Confused about the impacts of the new General Data Protection Regulation? Worried about meeting the May 2018 deadline? SA Law has been helping clients and contacts to understand the new era of data protection, and guiding them towards an effective compliance roadmap.
What is GDPR?
The General Data Protection Regulation is new European legislation that harmonises the way organisations handle the personal data of EU nationals. Even with Brexit, GDPR will be incorporated on 25 May 2018, and will cause the biggest shake-up of data protection law for 20 years. It introduces new obligations for organisations, more accountability and a greatly increased fine for non-compliance.
Why is this happening?
The modern information era has turned personal data into a valuable commodity. Unfortunately, the laws that protect personal data were written before Facebook and Twitter existed, and when Google was just a relatively small start-up. As a result, the rapid expansion of online services over the last ten years has caused a great deal of confusion over how organisations should protect people’s identities, particularly in the face of escalating online crimes such as identity theft. GDPR serves to reduce this confusion by bringing the law up to date with the modern era.
Are the changes significant?
While many of the core obligations remain the same, there are some key changes that will fundamentally affect the way your organisation handles personal data, from the way you talk to customers, to the way you recruit employees.
The most visible change is the new fine, which rises from £500,000 to around £18 million or 4% of your worldwide annual turnover, whichever is greater. If you suffer a data breach, you may also need to pay compensation to individuals who have been affected. At first, the media painted a picture of apocalyptic ruin for any organisation that failed to comply with the new law by 25 May 2018. In reality, we can expect a grace period in which any failings will be assessed against how much work the organisation has done to meet its new obligations.
Perhaps the most significant change is the need to obtain free and unambiguous consent to hold a person’s data. Implied consent will no longer apply, so pre-ticked opt-in boxes don’t count. This means that most organisations will need to reconfirm consent to some degree with customers, marketing lists and employees. For anyone under the age of 13, consent must be obtained from their parents.
The new law also gives people the ‘right to be forgotten’, which means they can ask you to erase all data you hold about them. From May 2018, you also have less time in which to fulfil Subject Access Requests, so if someone asks to see a copy of all information you hold about them, you only have one month to comply under normal circumstances.
There are other changes that you will need to assess the impacts of, including new categories of personal data, and the requirement to report data breaches within 72 hours. For a full list, check out our 12-point outline of the key changes.
What should I be doing?
Meeting the new GDPR obligations can be boiled down to three compliance objectives. You must ensure that:
- All personal data you hold has been gathered compliantly
- Your systems and processes store, use and dispose of personal data compliantly
- Your employees are trained in their compliance responsibilities.
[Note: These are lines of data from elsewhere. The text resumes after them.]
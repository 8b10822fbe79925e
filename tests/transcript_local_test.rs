use chrono::NaiveDate;
use transcript_parser::{
    parse_transcript_file, process_file, OutputFormat, ProcessOptions, SkippedBlock,
    TranscriptEntry,
};

fn testdata(name: &str) -> String {
    format!("{}/tests/testdata/{}", env!("CARGO_MANIFEST_DIR"), name)
}

fn entry(speaker: &str, start: &str, end: &str, text: &str) -> TranscriptEntry {
    TranscriptEntry {
        speaker: speaker.to_string(),
        start: start.to_string(),
        end: end.to_string(),
        text: text.to_string(),
    }
}

fn run_at() -> chrono::NaiveDateTime {
    NaiveDate::from_ymd_opt(2024, 11, 5)
        .and_then(|date| date.and_hms_opt(23, 59, 1))
        .unwrap()
}

#[test]
fn test_parse_local_transcript_with_bom_and_crlf() {
    let parsed = parse_transcript_file(testdata("team_sync.vtt"));
    assert!(parsed.is_ok(), "Failed to parse transcript: {:?}", parsed.err());
    let parsed = parsed.unwrap();

    assert_eq!(parsed.structured_count, 5);
    assert!(parsed.skipped.is_empty());
    assert_eq!(
        parsed.transcript.entries(),
        &[
            entry(
                "Alice",
                "00:00:00.000",
                "00:00:04.000",
                "Hi there How are you"
            ),
            entry("Bob", "00:00:04.000", "00:00:06.000", "I'm good"),
            entry("Chloé", "00:00:06.000", "00:00:09.500", "Ça va bien, merci"),
            entry("Unknown", "00:00:09.500", "00:00:11.000", "Applause"),
        ]
    );
}

#[test]
fn test_parse_local_transcript_with_malformed_blocks() {
    let parsed = parse_transcript_file(testdata("malformed.vtt")).unwrap();

    // Block 2 has no timing line so its lines fall into block 1's text; the open-ended cue stays
    assert_eq!(parsed.structured_count, 3);
    assert!(parsed.skipped.is_empty());

    assert_eq!(
        parsed.transcript.entries(),
        &[
            entry("Dana", "00:00:01.000", "00:00:03.000", "Let's get started"),
            entry("Eli", "00:00:05.000", "", "Missing end time"),
            entry("Dana", "00:00:07.000", "00:00:08.000", "Sounds good"),
        ]
    );
    assert!(parsed
        .transcript
        .entries()
        .iter()
        .all(|e| !e.text.contains("broken timing")));
}

#[test]
fn test_json_output_round_trip() {
    let dir = tempfile::tempdir().unwrap();
    let options = ProcessOptions {
        input: testdata("team_sync.vtt").into(),
        format: OutputFormat::Json,
        output_dir: Some(dir.path().to_path_buf()),
    };

    let mut skipped: Vec<SkippedBlock> = Vec::new();
    let summary = process_file(&options, run_at(), &mut skipped).unwrap();
    assert!(skipped.is_empty());
    assert_eq!(
        summary.output_path,
        dir.path().join("team_sync_parsed_20241105_235901.json")
    );

    let written = std::fs::read_to_string(&summary.output_path).unwrap();
    assert!(written.contains("\"Chloé\""), "non-ASCII must stay literal");
    assert!(written.starts_with("[\n  {\n    \"speaker\""));

    let round_trip: Vec<TranscriptEntry> = serde_json::from_str(&written).unwrap();
    let expected = parse_transcript_file(testdata("team_sync.vtt"))
        .unwrap()
        .transcript
        .into_entries();
    assert_eq!(round_trip, expected);
    assert_eq!(round_trip.len(), summary.merged_count);
}

#[test]
fn test_txt_output_for_malformed_input() {
    let dir = tempfile::tempdir().unwrap();
    let options = ProcessOptions {
        input: testdata("malformed.vtt").into(),
        format: OutputFormat::Txt,
        output_dir: Some(dir.path().to_path_buf()),
    };

    let mut skipped: Vec<SkippedBlock> = Vec::new();
    let summary = process_file(&options, run_at(), &mut skipped).unwrap();
    assert_eq!(summary.structured_count, 3);
    assert_eq!(summary.skipped_count, 0);
    assert!(skipped.is_empty());

    let written = std::fs::read_to_string(&summary.output_path).unwrap();
    assert_eq!(
        written,
        "Speaker: Dana\n\
         Time: 00:00:01.000 --> 00:00:03.000\n\
         Text: Let's get started\n\n\n\
         Speaker: Eli\n\
         Time: 00:00:05.000 --> \n\
         Text: Missing end time\n\n\n\
         Speaker: Dana\n\
         Time: 00:00:07.000 --> 00:00:08.000\n\
         Text: Sounds good\n\n\n"
    );
}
Our recommended roadmap to achieving this covers five logical stages:
1. Plan and audit
As always, change programmes such as these work best when they are organisation-wide in scope, and driven from the top. Begin by assembling an appropriate compliance team, with a senior leader as spokesperson and chair. Next, assign a budget. Although GDPR activities may not require extensive investment, some budget for awareness is likely to be needed
To identify the actions you need to take, you must first understand what the organisation is doing at the moment. Initiate a comprehensive fact-finding exercise to determine the full nature of the personal data you hold and how you process it. Ask key questions such as:
- How did you gather the data?
- How long have you held it for?
- Did every individual give their consent?
At the same time, understand how information flows around the organisation, and how employees actually handle it. All of this information helps to determine:
- The gap between your current systems and processes, and your GDPR compliance requirements
- The gap between how employees currently handle information, and the way they should be handling it
- How compliant your data is. For example, who do you need to obtain consent from?
With the gaps identified, you can plan your strategy for closing them. SA Law’s Data Risk Register can help you analyse where your risk exposure is greatest.
Start with systems and processes, and any policies that you use to govern them. These may need to be redrafted to reflect the new changes. The aim is to create a flexible Information Governance Framework (IGF) that meets compliance, yet enables you to deliver on short and long-term business objectives.
You can also begin to deliver awareness and education activities that prepare employees for the new law. Larger organisations will likely need a more formal change programme, while smaller ventures may only require a few informal training sessions.
Finally, begin the process of reconfirming consent with customers, employees and anyone else whose data you hold.
Ideally, try to deploy your new information regime ahead of the May deadline, which gives you time to iron out the bugs. During that time, it can help to run a few breach scenarios to make sure everything operates smoothly, from employees notifying you promptly, to your marketing function preparing customer awareness communications, to your PR team making preparations for damage control.
Once compliant with the new data protection law, you need to stay compliant by keeping it at the heart of your organisation.
Make sure employees are following your data protection processes, policies and procedures on a day-to-day basis, including regularly reviewing, minimising and deleting data in line with requirements. Data protection must stay on the agenda for operational meetings, and all new projects and organisational changes must be planned and implemented with ‘privacy by design’ in mind.
Ongoing data protection training is essential, both as part of your induction process and as refresher courses. Run regular data breach drills so you can execute your data breach plan swiftly. If faced with a breach, make sure you follow up by investigating the causes, implementing change, and communicating developments to staff and customers as required.
One final thing to bear in mind is your attitude towards GDPR. It’s easy to see it as a large stick with potentially devastating impacts when something goes wrong, but this won’t help rally employees to the cause. Therefore, we recommend a more positive perspective. In an age where high profile data breaches and poor handling of the aftermath has weakened our confidence in many brands, GDPR represents an opportunity to ‘re-inspire’ customer trust. In effect, it presents an opportunity for competitive differentiation that could help you stand apart from the crowd.